[Problem to solve] Your response should be the complete data, transcribed exactly.

◆ ◆ ◆ ◆ ◆

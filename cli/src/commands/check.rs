use std::sync::Arc;
use std::sync::atomic::{AtomicUsize, Ordering};
use std::time::{Duration, Instant};

use colored::*;
use indicatif::ProgressBar;
use pulse_common::config::ProbeConfig;
use pulse_common::network::status::{Status, StatusReport};
use pulse_core::prober::Prober;
use tracing::{Instrument, info_span};

use crate::commands::CheckArgs;
use crate::terminal::{colors, print, spinner};

pub async fn check(args: CheckArgs, q_level: u8) -> anyhow::Result<()> {
    let config: ProbeConfig = args.to_config()?;
    let total: usize = config.targets().len();

    let progress: Option<ProgressBar> =
        (q_level < 2 && !args.json).then(|| spinner::start_probe_spinner(total));

    let done: Arc<AtomicUsize> = Arc::new(AtomicUsize::new(0));
    let start_time: Instant = Instant::now();

    let report: StatusReport = Prober::new(config.clone())
        .on_result(move |name, status| {
            let done = done.fetch_add(1, Ordering::Relaxed) + 1;
            spinner::report_probe_progress(done, total, name, status);
        })
        .run()
        .instrument(info_span!("check", targets = total))
        .await;

    if let Some(pb) = progress {
        pb.finish_and_clear();
    }

    if args.json {
        println!("{}", serde_json::to_string_pretty(&report)?);
    } else {
        check_ends(&config, &report, start_time.elapsed(), q_level);
    }

    if args.strict && !report.all_up() {
        anyhow::bail!("{} of {} targets are down", report.down_count(), report.len());
    }
    Ok(())
}

fn check_ends(config: &ProbeConfig, report: &StatusReport, total_time: Duration, q_level: u8) {
    print::header("service status", q_level);
    print_statuses(config, report);
    print_summary(report, total_time, q_level);
}

/// One line per target, in the order they were given.
fn print_statuses(config: &ProbeConfig, report: &StatusReport) {
    print::set_key_width(config.targets().iter().map(|t| t.name.as_str()));

    for target in config.targets() {
        let status: Status = report.get(&target.name).unwrap_or(Status::Down);
        let value: String = format!(
            "{} {}",
            status_colored(status),
            format!("({})", target.address()).color(colors::ADDRESS)
        );
        print::aligned_line(&target.name, value);
    }
}

fn print_summary(report: &StatusReport, total_time: Duration, q_level: u8) {
    let up: ColoredString = format!("{} up", report.up_count()).bold().color(colors::STATUS_UP);
    let down: ColoredString = format!("{} down", report.down_count()).bold().color(colors::STATUS_DOWN);
    let total_time: ColoredString = format!("{:.2}s", total_time.as_secs_f64()).bold().yellow();
    let output: String = format!("Check Complete: {up}, {down} in {total_time}");

    match q_level {
        0 => {
            print::fat_separator();
            print::centerln(&output);
        }
        1 => print::print_status(&output),
        _ => {}
    }
}

fn status_colored(status: Status) -> ColoredString {
    match status {
        Status::Up => status.as_str().color(colors::STATUS_UP).bold(),
        Status::Down => status.as_str().color(colors::STATUS_DOWN).bold(),
    }
}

◆ ◆ ◆ ◆ ◆

[Output for this task]
filename cli/src/commands/check.rs
use std::sync::Arc;
use std::sync::atomic::{AtomicUsize, Ordering};
use std::time::{Duration, Instant};

use colored::*;
use indicatif::ProgressBar;
use pulse_common::config::ProbeConfig;
use pulse_common::network::status::{Status, StatusReport};
use pulse_core::prober::Prober;
use tracing::{Instrument, info_span};

use crate::commands::CheckArgs;
use crate::terminal::{colors, print, spinner};

pub async fn check(args: CheckArgs, q_level: u8) -> anyhow::Result<()> {
    let config: ProbeConfig = args.to_config()?;
    let total: usize = config.targets().len();

    let progress: Option<ProgressBar> =
        (q_level < 2 && !args.json).then(|| spinner::start_probe_spinner(total));

    let done: Arc<AtomicUsize> = Arc::new(AtomicUsize::new(0));
    let start_time: Instant = Instant::now();

    let report: StatusReport = Prober::new(config.clone())
        .on_result(move |name, status| {
            let done = done.fetch_add(1, Ordering::Relaxed) + 1;
            spinner::report_probe_progress(done, total, name, status);
        })
        .run()
        .instrument(info_span!("check", targets = total))
        .await;

    if let Some(pb) = progress {
        pb.finish_and_clear();
    }

    if args.json {
        println!("{}", serde_json::to_string_pretty(&report)?);
    } else {
        check_ends(&config, &report, start_time.elapsed(), q_level);
    }

    if args.strict && !report.all_up() {
        anyhow::bail!("{} of {} targets are down", report.down_count(), report.len());
    }
    Ok(())
}

fn check_ends(config: &ProbeConfig, report: &StatusReport, total_time: Duration, q_level: u8) {
    print::header("service status", q_level);
    print_statuses(config, report);
    print_summary(report, total_time, q_level);
}

/// One line per target, in the order they were given.
fn print_statuses(config: &ProbeConfig, report: &StatusReport) {
    print::set_key_width(config.targets().iter().map(|t| t.name.as_str()));

    for target in config.targets() {
        let status: Status = report.get(&target.name).unwrap_or(Status::Down);
        let value: String = format!(
            "{} {}",
            status_colored(status),
            format!("({})", target.address()).color(colors::ADDRESS)
        );
        print::aligned_line(&target.name, value);
    }
}

fn print_summary(report: &StatusReport, total_time: Duration, q_level: u8) {
    let up: ColoredString = format!("{} up", report.up_count()).bold().color(colors::STATUS_UP);
    let down: ColoredString = format!("{} down", report.down_count()).bold().color(colors::STATUS_DOWN);
    let total_time: ColoredString = format!("{:.2}s", total_time.as_secs_f64()).bold().yellow();
    let output: String = format!("Check Complete: {up}, {down} in {total_time}");

    match q_level {
        0 => {
            print::fat_separator();
            print::centerln(&output);
        }
        1 => print::print_status(&output),
        _ => {}
    }
}

fn status_colored(status: Status) -> ColoredString {
    match status {
        Status::Up => status.as_str().color(colors::STATUS_UP).bold(),
        Status::Down => status.as_str().color(colors::STATUS_DOWN).bold(),
    }
}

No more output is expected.